China's economic growth continues to slow, but still expected

362
4
China's economic growth continues to slow, but still expected

SHANGHAI - - China's economic growth continued to decelerate in the third quarter, as gross domestic product fell by 4.9%, made more sensitive by the country's zero-tolerance COVID measures and energy shortages.

The year-on-year GDP growth rate was published on Monday by the National Bureau of Statistics for the period of September through October, below the median 5% expansion forecast by 29 economists in a Nikkei poll released earlier this month.

The figure was down from 7.9% in the April to June quarter, weighed down by high commodity prices amid uncertainty generated by China Evergrande Group's debt crisis, which is piling risk onto property and banking sectors.

The reading also reflects weak overall activity, including in manufacturing and consumer spending. Retail sales of consumer goods, a barometer of household spending, edged up by 4.4% in September, compared to 2.5% in August, but was still well below the double-digit growth that had continued till June.

Certain factors have convinced economists to be cautious, at least in the near-term. Rising coal prices have beaten the profitability of electricity providers, making them unwilling to generate power. As it prioritizes supplying power to sectors that touch everyday life, the government is capping supplies to the steel, cement and other energy-intensive industries. The result is more consumption and less production.

The statistics office had announced last week that the factory price index for manufactured goods rose from one year earlier to 9.7%, the strongest surge in the past 25 years as far back as comparable data goes.

The government forecasts the China's economy to grow for all of 2021, and the Asian Development Bank Projects 8% and the International Monetary Fund 8.1%.

The economy expanded 9.8% in the first nine months of the year, largely driven by trade as both exports and imports jumped nearly 23% in yuan terms.

Service sector expansion of 19.3%, led by software and information technology services, also stoked the nine-month expansion.

The statistics office said GDP grew 0.2% in the third quarter of the previous three months, which the U.K. s capital economics team noted is the second highest since China began revealing such data in 2010.

Growth lost more steam in September as official production declined to 3.1% from 5.3% in August, while the Industrial Production Purchasing Managers Index fell to 49.6. It slipped below 50 -. The Statistics office says the overall economy is in recession - for the first time since February 2020.

While officials have been playing down the country's power crunch and worries over the Evergrande crisis.

The energy supply shortage is controlled, and its impact on the economy is temporary, Fu Lingxuan, the National Bureau of Statistics' spokesperson, told reporters on Monday citing recent measures to boost coal supply.

Evergrande, director of financial markets at the country's central bank, said Zou Lan had blindly diversified and expanded business, urging the property group to offload assets to raise funds to pay off debts.

The risk exposure of individual financial institutions to Evergrande is not bigger and the spillover effect for the financial sector is controllable, Zou said on Friday.

While fallout from the power shortages and concerns over the property market may have eased from September, their impact on China's broader economy should not be underestimated and will be a major downside risk in the fourth quarter, warned Shanghai-based Yue Su, principal economist at The EconomistEconomist Intelligence Unit.

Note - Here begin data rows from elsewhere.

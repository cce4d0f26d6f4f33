//! Command protocol.
//!
//! Commands are the chat-style surface of the runtime. Each one claims a
//! family of inputs through [`Command::can_handle`] and produces a
//! [`CommandOutcome`] document.

use async_trait::async_trait;
use serde::{Deserialize, Serialize};

use crate::error::CommandError;
use crate::registry::Registerable;

/// Result document of a routed command.
#[derive(Debug, Clone, PartialEq, Serialize, Deserialize)]
pub struct CommandOutcome {
    pub ok: bool,
    /// Name of the command that produced this outcome.
    pub command: String,
    /// Human-readable text.
    pub message: String,
    #[serde(default, skip_serializing_if = "serde_json::Value::is_null")]
    pub data: serde_json::Value,
}

impl CommandOutcome {
    pub fn ok(command: impl Into<String>, message: impl Into<String>) -> Self {
        Self {
            ok: true,
            command: command.into(),
            message: message.into(),
            data: serde_json::Value::Null,
        }
    }

    pub fn error(command: impl Into<String>, message: impl Into<String>) -> Self {
        Self {
            ok: false,
            command: command.into(),
            message: message.into(),
            data: serde_json::Value::Null,
        }
    }

    pub fn with_data(mut self, data: serde_json::Value) -> Self {
        self.data = data;
        self
    }
}

/// A routable command.
#[async_trait]
pub trait Command: Send + Sync {
    /// Unique command name.
    fn name(&self) -> &str;

    /// One-line usage shown by `help`.
    fn usage(&self) -> &str;

    /// Whether this command accepts the (trimmed) input line.
    fn can_handle(&self, input: &str) -> bool;

    async fn run(&self, input: &str) -> Result<CommandOutcome, CommandError>;
}

impl Registerable for dyn Command {
    fn registry_id(&self) -> &str {
        self.name()
    }
}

The slowdown in the property sector will affect the activities of firms in areas such as construction contracting, building materials and home furnishing, said Su, adding that energy-intensive industries will face rising costs as well.

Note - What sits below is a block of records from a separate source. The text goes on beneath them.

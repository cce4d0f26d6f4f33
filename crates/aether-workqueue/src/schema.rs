//! Database schema management.

use rusqlite::Connection;
use std::time::Duration;

/// Writers wait this long for the database lock before failing.
const BUSY_TIMEOUT: Duration = Duration::from_secs(30);

/// Apply connection pragmas and create the task table.
pub(crate) fn init_schema(conn: &Connection) -> rusqlite::Result<()> {
    conn.busy_timeout(BUSY_TIMEOUT)?;
    conn.execute_batch("PRAGMA journal_mode=WAL; PRAGMA synchronous=NORMAL;")?;
    conn.execute_batch(SCHEMA)?;
    Ok(())
}

const SCHEMA: &str = r#"
CREATE TABLE IF NOT EXISTS tasks (
    id TEXT PRIMARY KEY,
    task_type TEXT NOT NULL,
    payload TEXT NOT NULL,
    status TEXT NOT NULL,
    priority INTEGER NOT NULL,
    attempt INTEGER NOT NULL DEFAULT 0,
    max_attempts INTEGER NOT NULL,
    timeout_s INTEGER NOT NULL,
    run_after TEXT NOT NULL,
    locked_by TEXT,
    locked_at TEXT,
    result TEXT,
    error TEXT,
    created_at TEXT NOT NULL,
    updated_at TEXT NOT NULL
);

CREATE INDEX IF NOT EXISTS idx_tasks_claim ON tasks(status, run_after, priority);
CREATE INDEX IF NOT EXISTS idx_tasks_created ON tasks(created_at);
"#;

Hong Kong-based Tommy Wu of Oxford Economics said policymakers are likely to take more steps to shore up growth, including ensuring ample liquidity in the interbank market, accelerating infrastructure development and relaxing some aspects of overall credit and real estate policies.

With China's widely published data, not all economists agree with them.

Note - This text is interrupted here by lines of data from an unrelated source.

//! Atomic read-merge-write of the shared status document.

use std::io::Write;
use std::path::{Component, Path, PathBuf};

use serde_json::{Map, Value};
use tracing::{debug, warn};
use uuid::Uuid;

use crate::error::DaemonError;

#[cfg(test)]
#[path = "dashboard_tests.rs"]
mod tests;

/// Writes one top-level key of a JSON document shared with other writers.
///
/// The target must lie under `allowed_prefix`; anything else is skipped
/// without touching the filesystem.
#[derive(Debug, Clone)]
pub struct DashboardWriter {
    path: PathBuf,
    allowed_prefix: PathBuf,
}

impl DashboardWriter {
    pub fn new(path: impl Into<PathBuf>, allowed_prefix: impl Into<PathBuf>) -> Self {
        Self {
            path: normalize(&path.into()),
            allowed_prefix: normalize(&allowed_prefix.into()),
        }
    }

    pub fn path(&self) -> &Path {
        &self.path
    }

    pub fn is_allowed(&self) -> bool {
        self.path.is_absolute() && self.path.starts_with(&self.allowed_prefix)
    }

    /// Replace `key` in the document, preserving every other key.
    ///
    /// Returns `false` when the path is outside the allowed prefix.
    pub fn merge(&self, key: &str, value: Value) -> Result<bool, DaemonError> {
        if !self.is_allowed() {
            debug!(path = %self.path.display(), "Dashboard path outside data dir, skipping");
            return Ok(false);
        }

        let dir = self
            .path
            .parent()
            .ok_or_else(|| DaemonError::InvalidPath(self.path.clone()))?;
        std::fs::create_dir_all(dir)?;

        let mut doc = self.read_existing();
        doc.insert(key.to_string(), value);

        let tmp = dir.join(format!(".aether_dashboard.{}.tmp", Uuid::new_v4().simple()));
        let written = write_file(&tmp, &Value::Object(doc))
            .and_then(|()| std::fs::rename(&tmp, &self.path).map_err(DaemonError::from));
        if written.is_err() {
            let _ = std::fs::remove_file(&tmp);
        }
        written.map(|()| true)
    }

    /// Current document as an object. Missing, unreadable or non-object
    /// content starts over from an empty document.
    pub fn read_existing(&self) -> Map<String, Value> {
        let Ok(content) = std::fs::read_to_string(&self.path) else {
            return Map::new();
        };
        match serde_json::from_str::<Value>(&content) {
            Ok(Value::Object(map)) => map,
            Ok(_) => Map::new(),
            Err(e) => {
                warn!(path = %self.path.display(), error = %e, "Dashboard unreadable, rewriting");
                Map::new()
            }
        }
    }
}

fn write_file(path: &Path, doc: &Value) -> Result<(), DaemonError> {
    let mut file = std::fs::File::create(path)?;
    serde_json::to_writer_pretty(&mut file, doc)?;
    file.write_all(b"\n")?;
    file.sync_all()?;
    Ok(())
}

/// Lexical normalization: drops `.` and resolves `..` against earlier parts.
fn normalize(path: &Path) -> PathBuf {
    let mut out = PathBuf::new();
    for component in path.components() {
        match component {
            Component::CurDir => {}
            Component::ParentDir => {
                out.pop();
            }
            other => out.push(other.as_os_str()),
        }
    }
    out
}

Julian Evans-Pritchard of U.K. - based Capital Economics said the research firm's back-to-house measure, the China Activity Proxy, tracked a sharp 1.9% quarter-on-quarter contraction in the third quarter compared to a 3.0% expansion in the previous quarter.

For now the blow from a very strong property downturn is being softened by deepening exports, said Evans-Pritchard. However, over the coming year global demand is likely to drop as global consumption patterns normalize coming out of the pandemic and backlogs of orders gradually become cleared. Shanghai Composite Index hit 0.92% in the morning, before closing on the midday break down 0.35%.